> [Problem statement]
Reproduce every entry exactly as shown.

> [Provided records]
══════════════════════════════

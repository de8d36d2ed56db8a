//! Connection bootstrap utilities for SQLite.
//!
//! # Responsibility
//! - Open file or in-memory SQLite connections.
//! - Configure connection settings required by the store.
//!
//! # Invariants
//! - `open_db*` returns connections with the schema fully applied.
//! - `open_connection*` returns configured connections with the schema
//!   untouched; `RecordStore::initialize` applies it later.

use super::schema::apply_schema;
use super::DbResult;
use log::{error, info};
use rusqlite::Connection;
use std::path::Path;
use std::time::{Duration, Instant};

const BUSY_TIMEOUT: Duration = Duration::from_secs(5);

#[derive(Debug, Clone, Copy)]
enum OpenMode {
    File,
    Memory,
}

impl OpenMode {
    fn label(self) -> &'static str {
        match self {
            Self::File => "file",
            Self::Memory => "memory",
        }
    }
}

/// Opens a SQLite database file and applies the schema.
///
/// # Side effects
/// - Creates the database file when absent.
/// - Emits `db_open` logging events with duration and status.
pub fn open_db(path: impl AsRef<Path>) -> DbResult<Connection> {
    open_with(OpenMode::File, || Connection::open(path), true)
}

/// Opens an in-memory SQLite database and applies the schema.
pub fn open_db_in_memory() -> DbResult<Connection> {
    open_with(OpenMode::Memory, Connection::open_in_memory, true)
}

/// Opens a SQLite database file without applying the schema.
pub fn open_connection(path: impl AsRef<Path>) -> DbResult<Connection> {
    open_with(OpenMode::File, || Connection::open(path), false)
}

/// Opens an in-memory SQLite database without applying the schema.
pub fn open_connection_in_memory() -> DbResult<Connection> {
    open_with(OpenMode::Memory, Connection::open_in_memory, false)
}

fn open_with(
    mode: OpenMode,
    connect: impl FnOnce() -> rusqlite::Result<Connection>,
    with_schema: bool,
) -> DbResult<Connection> {
    let started_at = Instant::now();
    info!(
        "event=db_open module=db status=start mode={} schema={}",
        mode.label(),
        with_schema
    );

    let mut conn = match connect() {
        Ok(conn) => conn,
        Err(err) => {
            error!(
                "event=db_open module=db status=error mode={} duration_ms={} error_code=db_open_failed error={}",
                mode.label(),
                started_at.elapsed().as_millis(),
                err
            );
            return Err(err.into());
        }
    };

    match bootstrap_connection(&mut conn, with_schema) {
        Ok(()) => {
            info!(
                "event=db_open module=db status=ok mode={} duration_ms={}",
                mode.label(),
                started_at.elapsed().as_millis()
            );
            Ok(conn)
        }
        Err(err) => {
            error!(
                "event=db_open module=db status=error mode={} duration_ms={} error_code=db_bootstrap_failed error={}",
                mode.label(),
                started_at.elapsed().as_millis(),
                err
            );
            Err(err)
        }
    }
}

fn bootstrap_connection(conn: &mut Connection, with_schema: bool) -> DbResult<()> {
    conn.busy_timeout(BUSY_TIMEOUT)?;
    if with_schema {
        apply_schema(conn)?;
    }
    Ok(())
}
//! 변경 이벤트 전달 대상 (sink capability)

use crate::error::{CdcError, Result};
use crate::events::ChangeEvent;
use async_trait::async_trait;
use tokio::sync::mpsc;

/// 이벤트 싱크
///
/// `emit`이 `Ok`를 반환하면 싱크가 이벤트를 받아들인 것(acknowledgment)으로 간주하고
/// 그 뒤에야 오프셋을 저장합니다.
#[async_trait]
pub trait EventSink: Send + Sync {
    async fn emit(&self, event: ChangeEvent) -> Result<()>;
}

/// CDC 이벤트 수신자
pub type CdcEventReceiver = mpsc::Receiver<ChangeEvent>;

/// 제한된 크기의 채널로 이벤트를 넘기는 싱크
///
/// 채널이 가득 차면 `emit`이 대기하므로 느린 소비자가 poll 속도를 자연스럽게 늦춥니다.
#[derive(Debug, Clone)]
pub struct ChannelSink {
    tx: mpsc::Sender<ChangeEvent>,
}

impl ChannelSink {
    pub fn new(capacity: usize) -> (Self, CdcEventReceiver) {
        let (tx, rx) = mpsc::channel(capacity.max(1));
        (ChannelSink { tx }, rx)
    }
}

#[async_trait]
impl EventSink for ChannelSink {
    async fn emit(&self, event: ChangeEvent) -> Result<()> {
        self.tx.send(event).await.map_err(|_| CdcError::ChannelClosed)
    }
}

══════════════════════════════

> [Answer space]
repository de8d36d2ed56db8a
//! Connection bootstrap utilities for SQLite.
//!
//! # Responsibility
//! - Open file or in-memory SQLite connections.
//! - Configure connection settings required by the store.
//!
//! # Invariants
//! - `open_db*` returns connections with the schema fully applied.
//! - `open_connection*` returns configured connections with the schema
//!   untouched; `RecordStore::initialize` applies it later.

use super::schema::apply_schema;
use super::DbResult;
use log::{error, info};
use rusqlite::Connection;
use std::path::Path;
use std::time::{Duration, Instant};

const BUSY_TIMEOUT: Duration = Duration::from_secs(5);

#[derive(Debug, Clone, Copy)]
enum OpenMode {
    File,
    Memory,
}

impl OpenMode {
    fn label(self) -> &'static str {
        match self {
            Self::File => "file",
            Self::Memory => "memory",
        }
    }
}

/// Opens a SQLite database file and applies the schema.
///
/// # Side effects
/// - Creates the database file when absent.
/// - Emits `db_open` logging events with duration and status.
pub fn open_db(path: impl AsRef<Path>) -> DbResult<Connection> {
    open_with(OpenMode::File, || Connection::open(path), true)
}

/// Opens an in-memory SQLite database and applies the schema.
pub fn open_db_in_memory() -> DbResult<Connection> {
    open_with(OpenMode::Memory, Connection::open_in_memory, true)
}

/// Opens a SQLite database file without applying the schema.
pub fn open_connection(path: impl AsRef<Path>) -> DbResult<Connection> {
    open_with(OpenMode::File, || Connection::open(path), false)
}

/// Opens an in-memory SQLite database without applying the schema.
pub fn open_connection_in_memory() -> DbResult<Connection> {
    open_with(OpenMode::Memory, Connection::open_in_memory, false)
}

fn open_with(
    mode: OpenMode,
    connect: impl FnOnce() -> rusqlite::Result<Connection>,
    with_schema: bool,
) -> DbResult<Connection> {
    let started_at = Instant::now();
    info!(
        "event=db_open module=db status=start mode={} schema={}",
        mode.label(),
        with_schema
    );

    let mut conn = match connect() {
        Ok(conn) => conn,
        Err(err) => {
            error!(
                "event=db_open module=db status=error mode={} duration_ms={} error_code=db_open_failed error={}",
                mode.label(),
                started_at.elapsed().as_millis(),
                err
            );
            return Err(err.into());
        }
    };

    match bootstrap_connection(&mut conn, with_schema) {
        Ok(()) => {
            info!(
                "event=db_open module=db status=ok mode={} duration_ms={}",
                mode.label(),
                started_at.elapsed().as_millis()
            );
            Ok(conn)
        }
        Err(err) => {
            error!(
                "event=db_open module=db status=error mode={} duration_ms={} error_code=db_bootstrap_failed error={}",
                mode.label(),
                started_at.elapsed().as_millis(),
                err
            );
            Err(err)
        }
    }
}

fn bootstrap_connection(conn: &mut Connection, with_schema: bool) -> DbResult<()> {
    conn.busy_timeout(BUSY_TIMEOUT)?;
    if with_schema {
        apply_schema(conn)?;
    }
    Ok(())
}
//! 변경 이벤트 전달 대상 (sink capability)

use crate::error::{CdcError, Result};
use crate::events::ChangeEvent;
use async_trait::async_trait;
use tokio::sync::mpsc;

/// 이벤트 싱크
///
/// `emit`이 `Ok`를 반환하면 싱크가 이벤트를 받아들인 것(acknowledgment)으로 간주하고
/// 그 뒤에야 오프셋을 저장합니다.
#[async_trait]
pub trait EventSink: Send + Sync {
    async fn emit(&self, event: ChangeEvent) -> Result<()>;
}

/// CDC 이벤트 수신자
pub type CdcEventReceiver = mpsc::Receiver<ChangeEvent>;

/// 제한된 크기의 채널로 이벤트를 넘기는 싱크
///
/// 채널이 가득 차면 `emit`이 대기하므로 느린 소비자가 poll 속도를 자연스럽게 늦춥니다.
#[derive(Debug, Clone)]
pub struct ChannelSink {
    tx: mpsc::Sender<ChangeEvent>,
}

impl ChannelSink {
    pub fn new(capacity: usize) -> (Self, CdcEventReceiver) {
        let (tx, rx) = mpsc::channel(capacity.max(1));
        (ChannelSink { tx }, rx)
    }
}

#[async_trait]
impl EventSink for ChannelSink {
    async fn emit(&self, event: ChangeEvent) -> Result<()> {
        self.tx.send(event).await.map_err(|_| CdcError::ChannelClosed)
    }
}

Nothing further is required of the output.